Industry monitoring trade enforcement
Amid the recent uptick in imports, US steel industry groups said the proper application of trade mechanisms in 2022 will be critical to protect domestic producers.
“We’re seeing a lot of steel coming in, and part of that is because we have a strong economy and strong demand,” American Iron and Steel Institute CEO Kevin Dempsey told Platts.
“But we do want to make sure our trade laws, both 232 (tariffs) and the antidumping and countervailing duty laws, are fully and effectively enforced because a new surge in imports, dumped and subsidized imports, could really set back the progress the industry has been making.”

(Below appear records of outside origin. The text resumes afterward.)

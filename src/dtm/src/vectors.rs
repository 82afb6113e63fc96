use std::collections::HashMap;

use ipnet::Ipv4Net;
use serde::{Deserialize, Serialize};

use crate::config::ConfigStore;
use crate::error::Error;
use crate::{PortNo, Result};

/// One vector component, keyed by a tunnel-end prefix. The prefix is matched
/// against the remote end address of the configured tunnels.
#[derive(Debug, Clone, PartialEq, Eq, Serialize, Deserialize)]
pub struct VectorValue {
    pub tunnel_end_prefix: Ipv4Net,
    pub value: i64,
}

/// Target traffic magnitudes per tunnel end, produced by the economic
/// analyzer. Only the ratio between the two values of a pair matters here.
#[derive(Debug, Clone, PartialEq, Eq, Serialize, Deserialize)]
pub struct ReferenceVector {
    pub values: Vec<VectorValue>,
}

/// Signed short-term correction, zero-summing per tunnel pair. The positive
/// side names the tunnel that has to catch up.
#[derive(Debug, Clone, PartialEq, Eq, Serialize, Deserialize)]
pub struct CompensationVector {
    pub values: Vec<VectorValue>,
}

/// Merged vector state, kept both by prefix (as received) and by egress port
/// (as consumed by the decision path). Setters validate fully before touching
/// any map.
#[derive(Debug, Default)]
pub struct VectorStore {
    pub(crate) reference_by_prefix: HashMap<Ipv4Net, i64>,
    pub(crate) reference_by_port: HashMap<PortNo, i64>,
    pub(crate) compensation_by_prefix: HashMap<Ipv4Net, i64>,
    pub(crate) compensation_by_port: HashMap<PortNo, i64>,
    pub(crate) compensating_by_port: HashMap<PortNo, bool>,
    pub(crate) baseline_by_port: HashMap<PortNo, u64>,
}

/// A vector value resolved against the configuration.
struct Resolved {
    prefix: Ipv4Net,
    value: i64,
    entry: usize,
    port: PortNo,
}

impl VectorStore {
    pub fn new() -> Self {
        Default::default()
    }

    /// Merges a reference vector. `None` is a deliberate no-op so upstream
    /// can heartbeat without forcing an update.
    pub fn set_reference(
        &mut self,
        config: &ConfigStore,
        vector: Option<&ReferenceVector>,
    ) -> Result<()> {
        let vector = match vector {
            Some(v) => v,
            None => return Ok(()),
        };
        let resolved = resolve_values(config, &vector.values, "reference")?;
        for r in &resolved {
            if r.value < 0 {
                return Err(Error::InvalidVector(format!(
                    "reference value {} for {} is negative",
                    r.value, r.prefix
                )));
            }
        }
        for r in resolved {
            log::debug!("reference: {} -> {} (port {})", r.prefix, r.value, r.port);
            self.reference_by_prefix.insert(r.prefix, r.value);
            self.reference_by_port.insert(r.port, r.value);
        }
        Ok(())
    }

    /// Merges a compensation vector and captures the byte-counter baseline
    /// for the covered ports from `snapshot`. `None` is a no-op.
    pub fn set_compensation(
        &mut self,
        config: &ConfigStore,
        vector: Option<&CompensationVector>,
        snapshot: &HashMap<PortNo, u64>,
    ) -> Result<()> {
        let vector = match vector {
            Some(v) => v,
            None => return Ok(()),
        };
        let resolved = resolve_values(config, &vector.values, "compensation")?;

        let mut by_entry: HashMap<usize, Vec<&Resolved>> = HashMap::new();
        for r in &resolved {
            by_entry.entry(r.entry).or_default().push(r);
        }
        for values in by_entry.values() {
            let sum: i64 = values.iter().map(|r| r.value).sum();
            if sum != 0 {
                return Err(Error::InvalidVector(format!(
                    "compensation pair for {} sums to {}, not zero",
                    values[0].prefix, sum
                )));
            }
        }

        for (_, values) in by_entry {
            let active = values.iter().any(|r| r.value != 0);
            for r in values {
                log::debug!(
                    "compensation: {} -> {} (port {}, active: {})",
                    r.prefix,
                    r.value,
                    r.port,
                    active
                );
                self.compensation_by_prefix.insert(r.prefix, r.value);
                self.compensation_by_port.insert(r.port, r.value);
                self.compensating_by_port.insert(r.port, active);
                self.baseline_by_port
                    .insert(r.port, snapshot.get(&r.port).copied().unwrap_or(0));
            }
        }
        Ok(())
    }

    /// Marks a pair's compensation as exhausted and restarts its traffic
    /// baseline at the current counters.
    pub fn end_compensation(&mut self, ports: [PortNo; 2], snapshot: &HashMap<PortNo, u64>) {
        for port in ports.iter() {
            self.compensating_by_port.insert(*port, false);
            self.baseline_by_port
                .insert(*port, snapshot.get(port).copied().unwrap_or(0));
        }
    }

    /// Rebinds the store to a new configuration: per-prefix values whose
    /// prefix still resolves are kept and their port mappings rebuilt,
    /// everything else is dropped.
    pub fn rebind(&mut self, config: &ConfigStore) {
        let port_of = |config: &ConfigStore, prefix: &Ipv4Net| -> Option<PortNo> {
            config
                .resolve_tunnel_end(prefix)
                .map(|(ei, ti)| config.entries()[ei].tunnels[ti].egress_port)
        };

        self.reference_by_prefix
            .retain(|prefix, _| port_of(config, prefix).is_some());
        self.reference_by_port = self
            .reference_by_prefix
            .iter()
            .filter_map(|(prefix, &v)| port_of(config, prefix).map(|p| (p, v)))
            .collect();

        self.compensation_by_prefix
            .retain(|prefix, _| port_of(config, prefix).is_some());
        self.compensation_by_port = self
            .compensation_by_prefix
            .iter()
            .filter_map(|(prefix, &v)| port_of(config, prefix).map(|p| (p, v)))
            .collect();

        let ports: std::collections::HashSet<PortNo> =
            config.egress_ports().into_iter().collect();
        self.compensating_by_port.retain(|port, _| ports.contains(port));
        self.baseline_by_port.retain(|port, _| ports.contains(port));
    }

    pub fn reference_for_port(&self, port: PortNo) -> Option<i64> {
        self.reference_by_port.get(&port).copied()
    }

    pub fn compensation_for_port(&self, port: PortNo) -> i64 {
        self.compensation_by_port.get(&port).copied().unwrap_or(0)
    }

    pub fn is_compensating(&self, port: PortNo) -> bool {
        self.compensating_by_port.get(&port).copied().unwrap_or(false)
    }

    pub fn baseline(&self, port: PortNo) -> u64 {
        self.baseline_by_port.get(&port).copied().unwrap_or(0)
    }
}

fn resolve_values(
    config: &ConfigStore,
    values: &[VectorValue],
    kind: &str,
) -> Result<Vec<Resolved>> {
    if values.is_empty() {
        return Err(Error::InvalidVector(format!("{} vector has no values", kind)));
    }
    let mut resolved = Vec::with_capacity(values.len());
    for value in values {
        let (entry, tunnel) = config.resolve_tunnel_end(&value.tunnel_end_prefix).ok_or_else(
            || {
                Error::InvalidVector(format!(
                    "{} prefix {} covers no configured tunnel",
                    kind, value.tunnel_end_prefix
                ))
            },
        )?;
        let port = config.entries()[entry].tunnels[tunnel].egress_port;
        if resolved.iter().any(|r: &Resolved| r.port == port) {
            return Err(Error::InvalidVector(format!(
                "{} vector covers port {} twice",
                kind, port
            )));
        }
        resolved.push(Resolved {
            prefix: value.tunnel_end_prefix,
            value: value.value,
            entry,
            port,
        });
    }

    // Both tunnels of a pair are updated together or not at all.
    let mut touched: HashMap<usize, usize> = HashMap::new();
    for r in &resolved {
        *touched.entry(r.entry).or_insert(0) += 1;
    }
    for (entry, count) in touched {
        if count != 2 {
            return Err(Error::InvalidVector(format!(
                "{} vector covers only one tunnel of entry {}",
                kind,
                config.entries()[entry].remote_dc_prefix
            )));
        }
    }
    Ok(resolved)
}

Steel Manufacturers Association President Philip Bell said the finished steel import market share in the US reached 25% through the end of October, a statistic that “we should be concerned about.”
“What we have seen is a steady increase in imports since the beginning of ,” Bell told Platts. “We know that we will need fairly and legally traded imports to meet some of the demand in our country, but 25% is starting to approach historic highs.”
According to the latest AISI analysis, the finished steel import market share was an estimated 27% in November and is estimated at 22% over the first eleven months of 2021.
Anton said imports will continue to play a significant role in the US market as long as domestic prices remain elevated above global pricing. However, the price differences between US-produced steel and foreign steel represent a sort of “paradox,” he added.
“The US costs are lower per ton than Europe where they have older mills and even stricter labor laws, probably a looming carbon border tax and there are more natural resources [in the US],” he added. “There’s no reason steel should be more expensive in the US than Europe.”
Quotas could help avoid surge
The Biden administration began modifying the US Section 232 metal tariffs in October upon striking a deal with the EU that would allow a certain volume of shipments to enter the US duty-free under a quota, and similar arrangements with other foreign governments may follow in 2022.
“[The tariff-rate quota with the EU] gives us some protection against a new surge in imports and ensuring full and effective enforcement of that is going to be really important,” Dempsey said.
The Section 232 tariffs were imposed on most countries in 2018 under former President Donald Trump.
Bokkenheuser said the US industry is now “in a bit of a holding pattern” as other countries lobby the US to modify steel tariffs on their own exporters, but changes to the duties will ultimately help US downstream manufacturers.
“Bringing cheaper steel into the country should help to alleviate manufacturers,” he said. “Manufacturers will be more competitive being able to buy price-competitive steel in the US, whether it’s from domestic supply or imports.”